_Work required:_
Pull from the data below each line where the word "Object" occurs, and copy it.

_Stored items:_
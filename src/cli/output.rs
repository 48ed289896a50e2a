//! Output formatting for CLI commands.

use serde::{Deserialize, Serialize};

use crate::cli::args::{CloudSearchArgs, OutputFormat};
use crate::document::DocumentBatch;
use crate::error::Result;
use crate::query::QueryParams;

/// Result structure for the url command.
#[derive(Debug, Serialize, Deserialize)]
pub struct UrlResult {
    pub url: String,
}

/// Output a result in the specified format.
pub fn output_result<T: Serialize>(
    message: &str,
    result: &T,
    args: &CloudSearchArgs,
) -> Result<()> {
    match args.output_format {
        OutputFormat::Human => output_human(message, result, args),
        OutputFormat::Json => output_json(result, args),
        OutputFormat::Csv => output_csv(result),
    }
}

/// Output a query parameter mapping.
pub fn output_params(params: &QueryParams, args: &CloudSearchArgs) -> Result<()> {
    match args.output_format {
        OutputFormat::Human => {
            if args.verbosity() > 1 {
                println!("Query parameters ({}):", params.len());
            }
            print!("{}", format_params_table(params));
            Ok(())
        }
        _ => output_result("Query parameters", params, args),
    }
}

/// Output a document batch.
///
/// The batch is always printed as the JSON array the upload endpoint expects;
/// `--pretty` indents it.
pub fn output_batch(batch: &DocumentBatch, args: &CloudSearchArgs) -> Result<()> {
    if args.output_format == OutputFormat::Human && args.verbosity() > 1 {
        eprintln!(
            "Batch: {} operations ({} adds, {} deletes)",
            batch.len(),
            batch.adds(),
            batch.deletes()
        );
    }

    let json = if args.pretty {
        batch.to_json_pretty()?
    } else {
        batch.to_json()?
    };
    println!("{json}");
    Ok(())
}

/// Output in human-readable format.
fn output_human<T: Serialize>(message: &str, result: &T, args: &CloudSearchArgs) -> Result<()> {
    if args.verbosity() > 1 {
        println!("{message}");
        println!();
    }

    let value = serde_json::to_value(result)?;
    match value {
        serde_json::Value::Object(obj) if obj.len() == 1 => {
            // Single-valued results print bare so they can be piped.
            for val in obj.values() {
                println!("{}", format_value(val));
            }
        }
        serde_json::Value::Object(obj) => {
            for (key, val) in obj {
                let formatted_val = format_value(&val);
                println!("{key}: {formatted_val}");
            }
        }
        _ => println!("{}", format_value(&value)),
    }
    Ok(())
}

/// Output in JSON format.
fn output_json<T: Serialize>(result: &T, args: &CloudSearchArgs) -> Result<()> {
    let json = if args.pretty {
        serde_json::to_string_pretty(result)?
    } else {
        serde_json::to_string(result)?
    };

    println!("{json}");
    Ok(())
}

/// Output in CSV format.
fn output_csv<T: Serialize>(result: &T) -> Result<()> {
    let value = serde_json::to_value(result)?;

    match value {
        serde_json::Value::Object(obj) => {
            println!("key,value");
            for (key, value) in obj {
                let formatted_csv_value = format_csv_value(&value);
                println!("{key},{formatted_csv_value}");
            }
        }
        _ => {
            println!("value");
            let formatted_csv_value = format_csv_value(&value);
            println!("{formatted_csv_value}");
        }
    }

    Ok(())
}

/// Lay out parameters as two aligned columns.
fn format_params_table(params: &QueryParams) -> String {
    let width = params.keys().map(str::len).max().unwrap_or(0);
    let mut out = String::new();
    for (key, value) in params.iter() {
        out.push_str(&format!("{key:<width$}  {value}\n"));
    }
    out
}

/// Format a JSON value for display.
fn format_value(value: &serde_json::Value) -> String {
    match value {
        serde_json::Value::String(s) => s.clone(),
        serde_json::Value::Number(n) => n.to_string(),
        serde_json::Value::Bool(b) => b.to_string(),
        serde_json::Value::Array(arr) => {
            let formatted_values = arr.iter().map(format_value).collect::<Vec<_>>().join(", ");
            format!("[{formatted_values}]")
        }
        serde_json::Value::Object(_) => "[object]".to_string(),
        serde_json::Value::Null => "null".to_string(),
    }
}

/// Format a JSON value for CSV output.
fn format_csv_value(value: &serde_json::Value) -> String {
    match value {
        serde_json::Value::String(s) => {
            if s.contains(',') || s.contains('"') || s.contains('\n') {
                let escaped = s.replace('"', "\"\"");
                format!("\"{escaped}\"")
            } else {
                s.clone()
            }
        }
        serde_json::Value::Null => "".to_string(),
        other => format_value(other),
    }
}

--

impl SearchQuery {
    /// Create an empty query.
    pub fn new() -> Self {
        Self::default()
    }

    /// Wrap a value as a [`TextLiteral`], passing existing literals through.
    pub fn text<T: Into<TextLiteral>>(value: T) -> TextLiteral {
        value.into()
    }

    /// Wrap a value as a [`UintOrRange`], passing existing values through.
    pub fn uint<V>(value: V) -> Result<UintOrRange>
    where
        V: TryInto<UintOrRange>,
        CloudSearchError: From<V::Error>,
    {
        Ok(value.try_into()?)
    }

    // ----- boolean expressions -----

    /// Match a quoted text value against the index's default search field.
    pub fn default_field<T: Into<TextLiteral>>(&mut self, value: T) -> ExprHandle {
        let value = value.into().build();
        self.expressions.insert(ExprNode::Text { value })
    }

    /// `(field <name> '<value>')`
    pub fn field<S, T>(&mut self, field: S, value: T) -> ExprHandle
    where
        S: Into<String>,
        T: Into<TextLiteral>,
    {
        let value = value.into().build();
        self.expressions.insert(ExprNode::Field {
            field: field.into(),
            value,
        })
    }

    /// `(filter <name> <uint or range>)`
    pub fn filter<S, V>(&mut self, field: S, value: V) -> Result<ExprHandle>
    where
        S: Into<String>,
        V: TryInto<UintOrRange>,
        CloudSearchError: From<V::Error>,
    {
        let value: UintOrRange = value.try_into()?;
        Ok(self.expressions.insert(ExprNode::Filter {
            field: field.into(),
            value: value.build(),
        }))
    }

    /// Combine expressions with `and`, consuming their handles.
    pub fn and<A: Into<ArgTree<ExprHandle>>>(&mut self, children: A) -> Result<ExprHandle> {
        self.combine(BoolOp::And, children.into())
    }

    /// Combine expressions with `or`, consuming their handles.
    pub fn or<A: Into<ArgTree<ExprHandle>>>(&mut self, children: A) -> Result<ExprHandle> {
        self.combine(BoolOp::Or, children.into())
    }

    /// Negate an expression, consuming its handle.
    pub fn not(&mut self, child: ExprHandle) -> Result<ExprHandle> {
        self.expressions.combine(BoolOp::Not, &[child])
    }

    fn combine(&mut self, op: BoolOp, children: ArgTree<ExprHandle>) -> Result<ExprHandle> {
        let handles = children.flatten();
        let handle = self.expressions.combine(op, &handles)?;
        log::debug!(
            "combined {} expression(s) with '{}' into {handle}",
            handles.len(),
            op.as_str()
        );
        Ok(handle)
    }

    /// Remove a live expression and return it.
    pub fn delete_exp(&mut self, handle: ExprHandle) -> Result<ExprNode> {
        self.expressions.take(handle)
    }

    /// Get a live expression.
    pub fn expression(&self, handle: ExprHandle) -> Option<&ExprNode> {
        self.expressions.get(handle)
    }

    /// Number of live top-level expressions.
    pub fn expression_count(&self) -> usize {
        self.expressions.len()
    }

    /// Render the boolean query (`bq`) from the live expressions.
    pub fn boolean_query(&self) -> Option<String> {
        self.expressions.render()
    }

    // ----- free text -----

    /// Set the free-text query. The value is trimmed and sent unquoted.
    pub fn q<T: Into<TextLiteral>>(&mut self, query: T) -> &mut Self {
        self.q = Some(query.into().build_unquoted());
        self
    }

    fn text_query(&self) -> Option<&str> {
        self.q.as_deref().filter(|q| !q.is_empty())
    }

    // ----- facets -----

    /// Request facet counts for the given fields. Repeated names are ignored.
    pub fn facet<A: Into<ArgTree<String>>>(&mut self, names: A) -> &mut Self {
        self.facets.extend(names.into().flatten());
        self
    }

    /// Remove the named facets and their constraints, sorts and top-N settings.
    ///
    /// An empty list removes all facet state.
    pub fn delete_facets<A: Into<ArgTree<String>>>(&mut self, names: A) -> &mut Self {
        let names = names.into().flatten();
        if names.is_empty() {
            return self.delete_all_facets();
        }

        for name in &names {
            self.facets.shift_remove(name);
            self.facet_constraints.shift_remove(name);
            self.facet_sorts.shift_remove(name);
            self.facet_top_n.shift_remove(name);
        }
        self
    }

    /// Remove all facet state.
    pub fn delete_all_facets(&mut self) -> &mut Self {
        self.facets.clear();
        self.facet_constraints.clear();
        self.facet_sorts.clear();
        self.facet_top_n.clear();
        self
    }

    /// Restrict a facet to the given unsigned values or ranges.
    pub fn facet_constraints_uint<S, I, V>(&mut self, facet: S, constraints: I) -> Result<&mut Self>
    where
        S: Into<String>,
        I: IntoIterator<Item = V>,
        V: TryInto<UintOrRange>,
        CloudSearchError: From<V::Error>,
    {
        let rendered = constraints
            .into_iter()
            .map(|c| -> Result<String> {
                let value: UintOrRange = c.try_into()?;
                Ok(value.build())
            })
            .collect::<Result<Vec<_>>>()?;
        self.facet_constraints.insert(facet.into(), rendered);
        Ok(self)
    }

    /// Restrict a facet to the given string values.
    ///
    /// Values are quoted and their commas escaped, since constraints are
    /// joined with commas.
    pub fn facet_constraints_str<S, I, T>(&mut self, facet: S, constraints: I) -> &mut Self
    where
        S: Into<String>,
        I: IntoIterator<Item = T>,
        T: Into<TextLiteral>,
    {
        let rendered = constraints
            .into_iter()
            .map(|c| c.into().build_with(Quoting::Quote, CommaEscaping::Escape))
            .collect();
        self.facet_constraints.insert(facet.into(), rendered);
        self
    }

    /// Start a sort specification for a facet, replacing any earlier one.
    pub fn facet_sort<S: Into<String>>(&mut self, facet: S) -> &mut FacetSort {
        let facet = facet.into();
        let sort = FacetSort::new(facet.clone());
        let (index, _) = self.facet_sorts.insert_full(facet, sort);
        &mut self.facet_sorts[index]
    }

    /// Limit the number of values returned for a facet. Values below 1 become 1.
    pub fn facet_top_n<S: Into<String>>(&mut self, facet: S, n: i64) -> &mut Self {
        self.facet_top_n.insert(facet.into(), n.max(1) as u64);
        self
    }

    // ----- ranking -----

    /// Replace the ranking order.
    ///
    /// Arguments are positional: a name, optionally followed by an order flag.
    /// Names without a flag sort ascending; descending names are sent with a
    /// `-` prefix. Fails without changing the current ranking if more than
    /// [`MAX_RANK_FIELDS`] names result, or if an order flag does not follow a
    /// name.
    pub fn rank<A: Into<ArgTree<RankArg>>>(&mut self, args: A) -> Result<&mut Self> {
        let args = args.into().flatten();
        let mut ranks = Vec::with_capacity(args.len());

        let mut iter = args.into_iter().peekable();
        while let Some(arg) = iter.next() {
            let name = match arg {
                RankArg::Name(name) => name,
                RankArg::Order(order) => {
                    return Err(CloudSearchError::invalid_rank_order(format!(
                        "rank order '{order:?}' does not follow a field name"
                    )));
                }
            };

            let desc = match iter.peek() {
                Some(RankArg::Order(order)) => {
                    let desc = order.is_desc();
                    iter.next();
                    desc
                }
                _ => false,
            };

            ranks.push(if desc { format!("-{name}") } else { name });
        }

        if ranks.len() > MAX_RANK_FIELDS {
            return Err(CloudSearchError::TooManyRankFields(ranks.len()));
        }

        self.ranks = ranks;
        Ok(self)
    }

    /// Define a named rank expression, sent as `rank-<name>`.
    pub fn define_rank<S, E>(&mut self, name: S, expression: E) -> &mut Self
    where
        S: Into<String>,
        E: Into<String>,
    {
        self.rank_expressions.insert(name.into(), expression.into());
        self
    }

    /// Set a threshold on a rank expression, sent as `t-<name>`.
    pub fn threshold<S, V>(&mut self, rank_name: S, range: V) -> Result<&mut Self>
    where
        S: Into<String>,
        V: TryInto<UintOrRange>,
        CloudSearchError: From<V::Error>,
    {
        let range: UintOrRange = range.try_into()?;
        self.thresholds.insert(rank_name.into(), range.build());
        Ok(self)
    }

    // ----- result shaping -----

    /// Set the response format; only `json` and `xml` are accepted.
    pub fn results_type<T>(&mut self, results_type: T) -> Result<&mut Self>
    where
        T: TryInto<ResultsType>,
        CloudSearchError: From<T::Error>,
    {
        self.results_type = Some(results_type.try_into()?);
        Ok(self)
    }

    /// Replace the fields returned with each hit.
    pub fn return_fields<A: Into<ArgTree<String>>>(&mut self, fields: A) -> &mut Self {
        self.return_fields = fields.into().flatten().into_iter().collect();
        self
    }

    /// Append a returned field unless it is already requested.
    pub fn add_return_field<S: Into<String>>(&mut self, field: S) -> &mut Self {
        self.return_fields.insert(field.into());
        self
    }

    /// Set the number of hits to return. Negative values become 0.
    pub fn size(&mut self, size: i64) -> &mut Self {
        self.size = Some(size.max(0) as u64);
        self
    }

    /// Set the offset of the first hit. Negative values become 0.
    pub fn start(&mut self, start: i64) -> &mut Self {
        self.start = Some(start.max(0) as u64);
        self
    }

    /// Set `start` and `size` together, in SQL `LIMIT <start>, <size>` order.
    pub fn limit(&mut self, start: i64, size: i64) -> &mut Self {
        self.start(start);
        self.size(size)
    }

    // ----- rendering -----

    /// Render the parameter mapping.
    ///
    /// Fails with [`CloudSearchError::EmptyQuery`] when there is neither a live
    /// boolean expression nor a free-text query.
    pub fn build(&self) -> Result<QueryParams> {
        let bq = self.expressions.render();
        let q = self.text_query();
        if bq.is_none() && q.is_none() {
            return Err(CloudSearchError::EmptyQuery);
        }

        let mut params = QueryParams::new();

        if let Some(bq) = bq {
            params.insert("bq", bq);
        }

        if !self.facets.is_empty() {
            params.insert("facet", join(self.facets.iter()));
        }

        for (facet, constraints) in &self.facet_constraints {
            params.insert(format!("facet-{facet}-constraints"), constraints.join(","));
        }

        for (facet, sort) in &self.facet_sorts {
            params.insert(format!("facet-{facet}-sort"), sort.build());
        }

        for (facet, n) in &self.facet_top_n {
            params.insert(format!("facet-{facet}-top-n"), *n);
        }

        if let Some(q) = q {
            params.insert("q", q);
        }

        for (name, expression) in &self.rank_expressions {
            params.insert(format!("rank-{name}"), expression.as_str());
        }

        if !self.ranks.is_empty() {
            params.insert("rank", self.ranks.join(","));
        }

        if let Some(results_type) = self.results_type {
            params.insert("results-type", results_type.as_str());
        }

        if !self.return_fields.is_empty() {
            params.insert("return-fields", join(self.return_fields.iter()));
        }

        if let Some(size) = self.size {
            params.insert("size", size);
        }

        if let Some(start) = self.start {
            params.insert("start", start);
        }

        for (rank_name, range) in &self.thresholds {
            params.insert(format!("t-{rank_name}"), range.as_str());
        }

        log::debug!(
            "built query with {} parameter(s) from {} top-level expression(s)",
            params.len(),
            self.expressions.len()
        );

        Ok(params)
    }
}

_Solution to this problem:_
        serde_json::Value::Object(obj) if obj.len() == 1 => {
        serde_json::Value::Object(obj) => {
        serde_json::Value::Object(obj) => {
        serde_json::Value::Object(_) => "[object]".to_string(),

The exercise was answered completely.